Measuring Algorithm Behavior

An algorithm can be correct and still fail. Correctness means the algorithm produces the right answer for every valid input. It says nothing about how long that takes, or how much memory is consumed, or what happens when the inputs are larger or more numerous than the developer imagined when writing the code. A correct algorithm that takes thirty seconds to respond to a user query is not a usable algorithm. A correct algorithm that processes a hundred records perfectly and exhausts available memory on a hundred thousand is not a deployable one.

Algorithm engineering has two gates, and a candidate must pass both. The first gate is correctness — the subject of Chapters 11 through 13. The second is cost: how does the algorithm’s resource consumption grow as inputs grow, and does that growth remain acceptable under the conditions the system will actually face? This chapter is about the second gate.

What Cost Means

Cost is not a single number. It is a profile of several distinct quantities, each of which matters in different contexts and under different conditions.

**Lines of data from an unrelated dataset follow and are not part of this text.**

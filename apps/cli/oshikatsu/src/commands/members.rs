use super::{Outcome, require_route};

use crate::context::AppContext;
use crate::error::OshikatsuError;
use crate::render;

use client_core::navigation::Route;

use std::io::Write;

pub fn show(ctx: &AppContext, out: &mut impl Write) -> Result<Outcome, OshikatsuError> {
    if let Some(outcome) = require_route(ctx, Route::OshiMembers, out)? {
        return Ok(outcome);
    }

    render::members(out)?;
    Ok(Outcome::Done)
}
use common::ErrorLocation;
use models::GroupId;

use std::panic::Location;

use thiserror::Error as ThisError;

/// A trigger the workflow refused to act on.
///
/// The UI normally prevents these (disabled buttons, hidden controls); the
/// workflow still rejects them so no request is ever issued from a wrong state.
#[derive(Debug, Clone, PartialEq, Eq, ThisError)]
pub enum WorkflowError {
    #[error("Workflow Busy Error: {action} while {in_flight} is in flight {location}")]
    Busy {
        action: &'static str,
        in_flight: &'static str,
        location: ErrorLocation,
    },

    #[error("Workflow Transition Error: cannot {action} from {from} {location}")]
    InvalidTransition {
        action: &'static str,
        from: &'static str,
        location: ErrorLocation,
    },

    #[error("Workflow Target Error: group {group_id} is not in the current list {location}")]
    UnknownGroup {
        group_id: GroupId,
        location: ErrorLocation,
    },
}

impl WorkflowError {
    #[track_caller]
    pub fn busy(action: &'static str, in_flight: &'static str) -> Self {
        WorkflowError::Busy {
            action,
            in_flight,
            location: ErrorLocation::from(Location::caller()),
        }
    }

    #[track_caller]
    pub fn invalid_transition(action: &'static str, from: &'static str) -> Self {
        WorkflowError::InvalidTransition {
            action,
            from,
            location: ErrorLocation::from(Location::caller()),
        }
    }

    #[track_caller]
    pub fn unknown_group(group_id: GroupId) -> Self {
        WorkflowError::UnknownGroup {
            group_id,
            location: ErrorLocation::from(Location::caller()),
        }
    }
}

Latency is the time a single operation takes from start to finish. For the delivery system, the relevant latency is how long route recomputation takes when a path becomes blocked and a new route must be found while the robot waits. For the knowledge engine, it is how long a single query takes to return ranked results. Latency determines whether a system feels responsive.

Throughput is the number of operations the system can complete per unit of time. A knowledge engine that handles one query per second correctly is not useful if the system receives a hundred queries per second. Throughput determines whether a system can sustain its intended load.

Memory footprint is the space the algorithm requires, both for its inputs and for any intermediate structures it constructs. An index that makes query latency acceptable may require more memory than the deployment environment provides. A traversal that accumulates visited nodes may grow unboundedly on large graphs.

Worst-case behavior is what happens when the algorithm encounters its most expensive possible input. An algorithm with excellent average performance and catastrophic worst-case performance is an algorithm that will occasionally fail in production in ways that are difficult to predict and reproduce.

Tail behavior is the distribution of costs at the high end — the P95 and P99 latencies, the requests that take far longer than the median. Average latency can be acceptable while the slowest five percent of requests take long enough to damage the user experience. Tail behavior is often more important than average behavior for systems with interactive users.

Two Kinds of Reasoning

Understanding algorithmic cost requires two complementary forms of reasoning, neither of which is sufficient on its own.

Asymptotic analysis characterizes how cost grows as input size grows, independent of constants. An algorithm that examines every element of a collection once runs in time proportional to the size of the collection — O(N) in the standard notation. One that examines every pair of elements runs in O(N²). One that halves the remaining search space at each step runs in O(log N). These characterizations tell us which algorithms will remain acceptable as inputs scale and which will become unacceptable. An O(N²) algorithm on a collection that grows from thousands to millions of elements will increase its cost by a factor of a trillion; no constant-factor improvement to the implementation will rescue it.

Empirical measurement captures the behavior of a specific implementation on a specific workload. Asymptotic analysis suppresses constants, but constants matter: a linear scan over a small collection held entirely in cache may be faster in practice than a logarithmic lookup that requires following pointers through memory. The theoretical advantage of a more complex algorithm does not materialize until the input is large enough for the asymptotic term to dominate the constant. Without measurement, it is not possible to know where that threshold lies for a particular algorithm on a particular machine.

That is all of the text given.